KABUL, Afghanistan - Hundreds of rabid dogs are roaming the streets of this war-wounded capital, a Taliban official said Monday, but there is no vaccine for the three or four people who report to hospitals with dog bites every day.
Most of them are children who try to play with the dogs, Health Minister Mullah Abbas Akhund said.
''Children are dying in our hospitals because we have no vaccines,'' Akhund said. ''Yesterday we had several cases of rabies that came to the hospital. We had nowhere to send them.''
People in this devoutly Muslim country rarely keep dogs as pets because their religion frowns on them as dirty. Night brings a cacophony of barking, howling dogs in a city where the 8:30 p.m. curfew and the fear of American air attack keep people off the streets.
Rabid dogs had been a problem in Kabul long before the start of the American bombing campaign, launched Oct. 7 to force the ruling Taliban to hand over Osama bin Laden, prime suspect in last month's terrorist attacks in the United States.

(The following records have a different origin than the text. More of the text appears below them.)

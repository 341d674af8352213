//! Opaque RDATA for types without a typed representation.

use crate::error::Result;
use crate::wire::{WireReader, WireWriter};
use data_encoding::HEXUPPER;
use serde::{Deserialize, Serialize};
use std::fmt;

/// RDATA kept as raw bytes, exactly RDLENGTH long.
///
/// Rendered in the RFC 3597 generic form: `\# <length> <hex>`.
#[derive(Debug, Clone, PartialEq, Eq, Hash, Serialize, Deserialize)]
pub struct Unknown {
    type_code: u16,
    #[serde(with = "super::hex_bytes")]
    data: Vec<u8>,
}

impl Unknown {
    /// Creates opaque RDATA for `type_code`.
    pub fn new(type_code: u16, data: impl Into<Vec<u8>>) -> Self {
        Self {
            type_code,
            data: data.into(),
        }
    }

    /// Returns the record type code.
    #[inline]
    pub const fn type_code(&self) -> u16 {
        self.type_code
    }

    /// Returns the raw RDATA.
    pub fn data(&self) -> &[u8] {
        &self.data
    }

    pub(crate) fn decode(type_code: u16, reader: &mut WireReader<'_>) -> Result<Self> {
        Ok(Self::new(type_code, reader.read_rest()?))
    }

    pub(crate) fn encode(&self, writer: &mut WireWriter) {
        writer.write_bytes(&self.data);
    }
}

impl fmt::Display for Unknown {
    fn fmt(&self, f: &mut fmt::Formatter<'_>) -> fmt::Result {
        write!(f, "\\# {}", self.data.len())?;
        if !self.data.is_empty() {
            write!(f, " {}", HEXUPPER.encode(&self.data))?;
        }
        Ok(())
    }
}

Before the crisis over those terrorist strikes, the Taliban had sufficient supplies of rabies vaccine, most of them donated by international relief organizations.
However, since aid agencies withdrew all their non-Afghan staff last month before the bombing campaign began, shipments of all humanitarian aid, including medical supplies, have been severely curtailed.
As a result, medical supplies of all kinds are running low, and Taliban officials say they ran out of rabies vaccine three days ago.
The lack of vaccine is just one in a long list of complaints by the Taliban's health minister - no medicines, no cold storage facilities, no transportation, no laboratories.
Akhund called the news conference to condemn the U.S.-British air campaign, now into its fourth week.
''If this goes on for another month, the children will have mental problems. At night I hug my son to my chest and my wife, because all night they are crying,'' said Najibullah Masoomyar, chief of the health ministry's sanitation department.
He was at the news conference to complain about the lack of clean drinking water - which he blamed on the nightly air raids. He said the sanitation department has been unable to work because it is located in Kabul's northern Khair Khana neighborhood where the sewage is treated and dumped.
''But the trucks can't go out there because of the bombardment. They are afraid,'' he said.
There have been several assaults on the northern neighborhood, by jets searching out Taliban military positions as well as its front-line positions with the northern alliance.